Judge Eric Moye, a long-time Democrat, carried out the sentence, holding her in both civil and criminal contempt of court.

Moye, who admonished Shelley Luther in court, said that if she apologized, admitted she was wrong and agreed to close her hair salon, she could avoid jail time.

She refused.

Moye has a web page where he proudly displays pictures of himself with Obama and other Democrats.

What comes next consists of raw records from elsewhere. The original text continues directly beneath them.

use crate::completion::{CompletionRequest, CompletionService};
use crate::document::ParsedDocument;
use crate::prompts;
use log::{info, warn};

/// Character budget for scan payloads. Scanning only needs structural cues,
/// so it gets a smaller budget than full analysis.
pub const SCAN_CHAR_BUDGET: usize = 100_000;

/// Rows of each sheet included in the spreadsheet scan preview.
pub const SCAN_SHEET_PREVIEW_ROWS: usize = 40;

/// Appended to a payload that was cut at the budget, so the model does not
/// assume it saw the complete document.
pub const TRUNCATION_MARKER: &str = "...";

/// Asks the completion service to enumerate the distinct reports embedded
/// in the document, returning the raw model text.
///
/// A completion failure is not propagated: it is converted into a textual
/// error stand-in so the interface can display it in place of the result.
pub async fn scan_reports<C: CompletionService>(
    document: &ParsedDocument,
    completion: &C,
) -> String {
    let payload = render_scan_payload(document);
    let prompt = prompts::build_scan_prompt(&payload);
    info!("Scanning document for embedded reports ({} prompt bytes)", prompt.len());

    let request = CompletionRequest::new(prompt)
        .with_system(prompts::SYSTEM_PROMPT_SCAN)
        .with_temperature(0.0);

    match completion.complete(request).await {
        Ok(text) => text,
        Err(e) => {
            warn!("Document scan failed: {}", e);
            format!("Error al escanear el documento: {}", e)
        }
    }
}

/// Serializes the document into the scan payload: truncated raw text for
/// PDFs, a compact per-sheet preview for spreadsheets.
pub fn render_scan_payload(document: &ParsedDocument) -> String {
    match document {
        ParsedDocument::Text(text) => truncate_chars(text, SCAN_CHAR_BUDGET),
        ParsedDocument::Spreadsheet(sheets) => {
            let mut payload = String::new();
            for sheet in sheets {
                payload.push_str(&format!("--- Hoja: {} ---\n", sheet.name));
                let shown = sheet.row_count().min(SCAN_SHEET_PREVIEW_ROWS);
                for index in 0..shown {
                    payload.push_str(&sheet.render_row(index));
                    payload.push('\n');
                }
                if sheet.row_count() > shown {
                    payload.push_str(&format!("... ({} filas más)\n", sheet.row_count() - shown));
                }
                payload.push('\n');
            }
            truncate_chars(&payload, SCAN_CHAR_BUDGET)
        }
    }
}

/// Cuts `text` at `budget` characters, appending the truncation marker when
/// anything was dropped.
pub(crate) fn truncate_chars(text: &str, budget: usize) -> String {
    match text.char_indices().nth(budget) {
        Some((byte_index, _)) => format!("{}{}", &text[..byte_index], TRUNCATION_MARKER),
        None => text.to_string(),
    }
}
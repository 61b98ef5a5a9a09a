use crate::error::{ReportAnalystError, Result};
use log::debug;
use regex::Regex;
use serde::{Deserialize, Serialize};

/// One report discovered by a document scan. Ephemeral: lives only for the
/// current document's session.
#[derive(Debug, Clone, PartialEq, Serialize, Deserialize)]
pub struct ReportCandidate {
    pub id: i64,
    pub title: String,
    pub location: String,
    pub description: String,
}

/// Result of interpreting a scan response.
#[derive(Debug, Clone, PartialEq)]
pub enum ScanOutcome {
    Reports(Vec<ReportCandidate>),
    /// No parseable candidate list. The raw response is kept so it can be
    /// shown to the user as diagnostic output instead of being dropped.
    Unstructured {
        raw: String,
        error: Option<String>,
    },
}

/// Pulls the inner content of a fenced block opened with `tag` out of
/// free-form model text.
///
/// The upstream format is not contractually guaranteed, so an ordered list
/// of grammars is tried: fence with a trailing newline, fence with CRLF
/// line endings, fence with no newline at all. First match wins; the inner
/// content is returned trimmed.
pub fn extract_fenced(text: &str, tag: &str) -> Option<String> {
    let tag = regex::escape(tag);
    let patterns = [
        format!(r"(?s)```{tag}[ \t]*\n(.*?)\n```"),
        format!(r"(?s)```{tag}[ \t]*\r?\n(.*?)\r?\n```"),
        format!(r"(?s)```{tag}(.*?)```"),
    ];

    patterns
        .iter()
        .filter_map(|pattern| Regex::new(pattern).ok())
        .find_map(|re| {
            re.captures(text)
                .map(|caps| caps[1].trim().to_string())
        })
}

/// [`extract_fenced`], but absence is an error instead of `None`.
pub fn require_fenced(text: &str, tag: &str) -> Result<String> {
    extract_fenced(text, tag).ok_or_else(|| ReportAnalystError::ExtractionMismatch {
        tag: tag.to_string(),
        details: "no fenced block found in response".to_string(),
    })
}

/// Interprets a scan response as a list of [`ReportCandidate`]s.
///
/// A fenced `json` block is tried first. If the block fails to decode, the
/// raw response is preserved alongside the decode error. If no block is
/// found at all, the entire response is tried as bare JSON (models
/// sometimes omit the fencing) before giving up.
pub fn extract_report_candidates(text: &str) -> ScanOutcome {
    if let Some(block) = extract_fenced(text, "json") {
        return match serde_json::from_str::<Vec<ReportCandidate>>(&block) {
            Ok(reports) => {
                debug!("Scan response contained {} report candidates", reports.len());
                ScanOutcome::Reports(reports)
            }
            Err(e) => ScanOutcome::Unstructured {
                raw: text.to_string(),
                error: Some(e.to_string()),
            },
        };
    }

    match serde_json::from_str::<Vec<ReportCandidate>>(text.trim()) {
        Ok(reports) => {
            debug!(
                "Scan response was bare JSON with {} report candidates",
                reports.len()
            );
            ScanOutcome::Reports(reports)
        }
        Err(_) => ScanOutcome::Unstructured {
            raw: text.to_string(),
            error: None,
        },
    }
}
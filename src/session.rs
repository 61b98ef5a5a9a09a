use crate::table::StructuredTable;
use chrono::{DateTime, Local};
use serde::Serialize;

/// Outcome of one analysis invocation. Immutable once created; records are
/// only ever appended to a [`SessionStore`] and bulk-cleared, never edited.
///
/// `structured_table` is present only when `structured_block` parsed as
/// tabular data; a block without a table is a valid state that must still
/// be shown to the user.
#[derive(Debug, Clone, Serialize)]
pub struct AnalysisRecord {
    pub timestamp: DateTime<Local>,
    /// Source filename, with a ` [<focus>]` suffix when the analysis was
    /// scoped to one report.
    pub filename: String,
    pub analysis_text: String,
    pub structured_block: Option<String>,
    pub structured_table: Option<StructuredTable>,
}

/// Append-only history of analyses for one interactive session.
///
/// Caller-owned and explicitly passed where needed; initialized empty on
/// session start and discarded with it. Nothing persists across sessions.
#[derive(Debug, Default)]
pub struct SessionStore {
    records: Vec<AnalysisRecord>,
}

impl SessionStore {
    pub fn new() -> Self {
        Self::default()
    }

    pub fn append(&mut self, record: AnalysisRecord) {
        self.records.push(record);
    }

    /// All records, oldest first.
    pub fn all(&self) -> &[AnalysisRecord] {
        &self.records
    }

    pub fn clear(&mut self) {
        self.records.clear();
    }

    pub fn len(&self) -> usize {
        self.records.len()
    }

    pub fn is_empty(&self) -> bool {
        self.records.is_empty()
    }
}
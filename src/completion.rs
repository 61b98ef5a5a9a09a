use crate::error::{ReportAnalystError, Result};
use reqwest::Client;
use serde::Deserialize;
use serde_json::json;

const OPENAI_BASE_URL: &str = "https://api.openai.com/v1";
const DEFAULT_MODEL: &str = "gpt-4o";

/// A single completion call: optional system persona, user prompt,
/// optional sampling temperature.
#[derive(Debug, Clone)]
pub struct CompletionRequest {
    pub system: Option<String>,
    pub user: String,
    pub temperature: Option<f32>,
}

impl CompletionRequest {
    pub fn new(user: impl Into<String>) -> Self {
        Self {
            system: None,
            user: user.into(),
            temperature: None,
        }
    }

    pub fn with_system(mut self, system: impl Into<String>) -> Self {
        self.system = Some(system.into());
        self
    }

    pub fn with_temperature(mut self, temperature: f32) -> Self {
        self.temperature = Some(temperature);
        self
    }
}

/// Black-box text-generation capability. Implementations are expected to be
/// unreliable remote dependencies: any failure surfaces as
/// [`ReportAnalystError::RemoteService`] carrying the transport message.
#[allow(async_fn_in_trait)]
pub trait CompletionService {
    async fn complete(&self, request: CompletionRequest) -> Result<String>;
}

#[derive(Clone)]
pub struct OpenAiClient {
    client: Client,
    api_key: String,
    model: String,
    base_url: String,
}

impl OpenAiClient {
    pub fn new(api_key: impl Into<String>) -> Self {
        Self {
            client: Client::new(),
            api_key: api_key.into(),
            model: DEFAULT_MODEL.to_string(),
            base_url: OPENAI_BASE_URL.to_string(),
        }
    }

    pub fn with_model(mut self, model: impl Into<String>) -> Self {
        self.model = model.into();
        self
    }

    /// Point the client at an OpenAI-compatible endpoint (e.g. a proxy).
    pub fn with_base_url(mut self, base_url: impl Into<String>) -> Self {
        self.base_url = base_url.into();
        self
    }

    pub fn model(&self) -> &str {
        &self.model
    }
}

#[derive(Debug, Deserialize)]
struct ChatResponse {
    choices: Vec<ChatChoice>,
}

#[derive(Debug, Deserialize)]
struct ChatChoice {
    message: ChatMessage,
}

#[derive(Debug, Deserialize)]
struct ChatMessage {
    content: Option<String>,
}

impl CompletionService for OpenAiClient {
    async fn complete(&self, request: CompletionRequest) -> Result<String> {
        let url = format!("{}/chat/completions", self.base_url);

        let mut messages = Vec::with_capacity(2);
        if let Some(system) = &request.system {
            messages.push(json!({ "role": "system", "content": system }));
        }
        messages.push(json!({ "role": "user", "content": request.user }));

        let mut payload = json!({
            "model": self.model,
            "messages": messages,
        });
        if let Some(temperature) = request.temperature {
            payload["temperature"] = json!(temperature);
        }

        let res = self
            .client
            .post(&url)
            .header("Authorization", format!("Bearer {}", self.api_key))
            .json(&payload)
            .send()
            .await?;

        let status = res.status();
        if !status.is_success() {
            let err_text = res.text().await.unwrap_or_default();
            return Err(ReportAnalystError::RemoteService(format!(
                "completion API error (status {}): {}",
                status, err_text
            )));
        }

        let body: ChatResponse = res.json().await?;

        let content = body
            .choices
            .into_iter()
            .next()
            .ok_or_else(|| {
                ReportAnalystError::RemoteService("empty choices in completion response".into())
            })?
            .message
            .content
            .ok_or_else(|| {
                ReportAnalystError::RemoteService("completion response had no content".into())
            })?;

        Ok(content)
    }
}
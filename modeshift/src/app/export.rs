use crate::app::{AppError, ScenarioFile};
use crate::model::scenario::{LeverContribution, ScenarioResult};
use itertools::Itertools;

/// human-readable summary of a computed scenario: the figures the
/// original workshop showed as metric panels, as plain text
pub fn text_summary(file: &ScenarioFile, result: &ScenarioResult) -> String {
    let basis = file.engine.unit_basis;
    let baseline_km = file.baseline.demand.total_distance(&file.engine.modes);
    let scenario_km: f64 = file
        .engine
        .modes
        .iter()
        .map(|m| result.distances.get(m).copied().unwrap_or(0.0))
        .sum();

    let mut lines = vec![
        "=== 2050 mobility scenario ===".to_string(),
        String::new(),
        format!(
            "distance   baseline {baseline_km:.1} {unit}, scenario {scenario_km:.1} {unit}",
            unit = basis.distance_unit()
        ),
        format!(
            "co2        baseline {:.1} {unit}, scenario {:.1} {unit}",
            result.baseline.total.co2,
            result.scenario.total.co2,
            unit = basis.co2_unit()
        ),
        format!(
            "energy     baseline {:.1} {unit}, scenario {:.1} {unit}",
            result.baseline.total.energy,
            result.scenario.total.energy,
            unit = basis.energy_unit()
        ),
        format!(
            "particles  baseline {:.2} {unit}, scenario {:.2} {unit}",
            result.baseline.total.particulates,
            result.scenario.total.particulates,
            unit = basis.particulate_unit()
        ),
        String::new(),
        format!("per-mode 2050 distances ({}):", basis.distance_unit()),
    ];
    for mode in &file.engine.modes {
        let distance = result.distances.get(mode).copied().unwrap_or(0.0);
        let share = result.modal_shares.get(mode).copied().unwrap_or(0.0);
        lines.push(format!(
            "  {:<6} {distance:>10.1}  ({share:.1}%)",
            mode.as_str()
        ));
    }
    lines.push(String::new());
    lines.push(format!(
        "co2 reduction: {:.1}% (target {:.0}%) -> {}",
        result.reduction_pct,
        file.engine.target_reduction_pct,
        if result.target_achieved {
            "target achieved"
        } else {
            "target NOT achieved"
        }
    ));
    if !result.warnings.is_empty() {
        let caveats = result.warnings.iter().map(|w| w.to_string()).join("; ");
        lines.push(format!("warnings: {caveats}"));
    }
    lines.push(String::new());
    lines.join("\n")
}

/// per-mode breakdown as CSV rows for spreadsheet use
pub fn write_csv<W: std::io::Write>(
    writer: &mut csv::Writer<W>,
    file: &ScenarioFile,
    result: &ScenarioResult,
) -> Result<(), AppError> {
    writer.write_record([
        "mode",
        "baseline_distance",
        "scenario_distance",
        "scenario_share_pct",
        "baseline_co2",
        "scenario_co2",
        "baseline_energy",
        "scenario_energy",
        "baseline_particulates",
        "scenario_particulates",
    ])?;
    for mode in &file.engine.modes {
        let baseline_inv = result.baseline.by_mode.get(mode).copied().unwrap_or_default();
        let scenario_inv = result.scenario.by_mode.get(mode).copied().unwrap_or_default();
        writer.write_record([
            mode.as_str().to_string(),
            file.baseline.demand.get(mode).to_string(),
            result.distances.get(mode).copied().unwrap_or(0.0).to_string(),
            result.modal_shares.get(mode).copied().unwrap_or(0.0).to_string(),
            baseline_inv.co2.to_string(),
            scenario_inv.co2.to_string(),
            baseline_inv.energy.to_string(),
            scenario_inv.energy.to_string(),
            baseline_inv.particulates.to_string(),
            scenario_inv.particulates.to_string(),
        ])?;
    }
    writer.flush().map_err(AppError::Io)?;
    Ok(())
}

pub fn to_json(result: &ScenarioResult) -> Result<String, AppError> {
    let json = serde_json::to_string_pretty(result)?;
    Ok(json)
}

/// the lever waterfall as a text table
pub fn contributions_table(file: &ScenarioFile, contributions: &[LeverContribution]) -> String {
    let unit = file.engine.unit_basis.co2_unit();
    let total: f64 = contributions.iter().map(|c| c.co2_delta).sum();
    let mut lines = vec![
        format!("=== co2 reduction by lever ({unit}) ==="),
        "(waterfall attribution; interaction effects fall on later levers)".to_string(),
    ];
    for contribution in contributions {
        lines.push(format!(
            "  {:<22} {:>12.1}",
            contribution.lever.label(),
            contribution.co2_delta
        ));
    }
    lines.push(format!("  {:<22} {total:>12.1}", "total"));
    lines.push(String::new());
    lines.join("\n")
}

#[cfg(test)]
mod tests {
    use super::*;
    use crate::app::preset;
    use crate::model::scenario::{decompose, LeverSet, ModalTransfer};
    use crate::model::Mode;

    fn computed() -> (ScenarioFile, ScenarioResult) {
        let mut file = preset::territory_annual();
        file.levers = LeverSet {
            reduction_km: -30.0,
            transfers: vec![ModalTransfer::new(Mode::Car, Mode::Train, 20.0)],
            ..Default::default()
        };
        let result = file.compute().unwrap();
        (file, result)
    }

    #[test]
    fn test_summary_contains_headline_figures() {
        let (file, result) = computed();
        let summary = text_summary(&file, &result);
        assert!(summary.contains("Mkm/year"));
        assert!(summary.contains("co2 reduction:"));
        assert!(summary.contains("target NOT achieved") || summary.contains("target achieved"));
    }

    #[test]
    fn test_csv_has_row_per_mode_plus_header() {
        let (file, result) = computed();
        let mut writer = csv::Writer::from_writer(vec![]);
        write_csv(&mut writer, &file, &result).unwrap();
        let bytes = writer.into_inner().unwrap();
        let text = String::from_utf8(bytes).unwrap();
        assert_eq!(text.lines().count(), file.engine.modes.len() + 1);
        assert!(text.starts_with("mode,"));
    }

    #[test]
    fn test_contributions_table_lists_all_levers() {
        let (file, _) = computed();
        let contributions = decompose(&file.baseline, &file.levers, &file.engine).unwrap();
        let table = contributions_table(&file, &contributions);
        assert!(table.contains("sobriety"));
        assert!(table.contains("weight reduction"));
    }

    #[test]
    fn test_json_round_trips() {
        let (_, result) = computed();
        let json = to_json(&result).unwrap();
        let parsed: ScenarioResult = serde_json::from_str(&json).unwrap();
        assert_eq!(parsed, result);
    }
}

Moye’s hard-handed sentence upon a single mother drew the ire of people across the country, and got the attention of several prominent Texas conservatives.

Texas Gov. Greg Abbott, who had previously ruled hair salons as “non-essential” for several weeks, but is allowing them to reopen on Friday, called Luther’s sentence “excessive,” while adding that he believed “jailing Texans for non-compliance with executive orders should always be the last available option.”

“Compliance with executive orders during this pandemic is important to ensure public safety,” Abbott said. “However, surely there are less restrictive means to achieving that goal than jailing a Texas mother.”

In addition to Abbott, Texas Attorney General Ken Paxton called Luther’s sentence “outrageous,” while demanding she be released from jail.

Lt. Gov. Dan Patrick meanwhile offered to pay her $7,000 fine and even agreed to serve out Luther’s sentence under house arrest. Abbott, Paxton, and Patrick are all Republicans.

Several other prominent Republicans also railed against the ruling, including Sen. Ted Cruz (R-TX), Rep. Dan Crenshaw (R-TX), and Rep. Chip Roy (R-TX). They spoke at a rally in Dallas on Wednesday in support of Luther.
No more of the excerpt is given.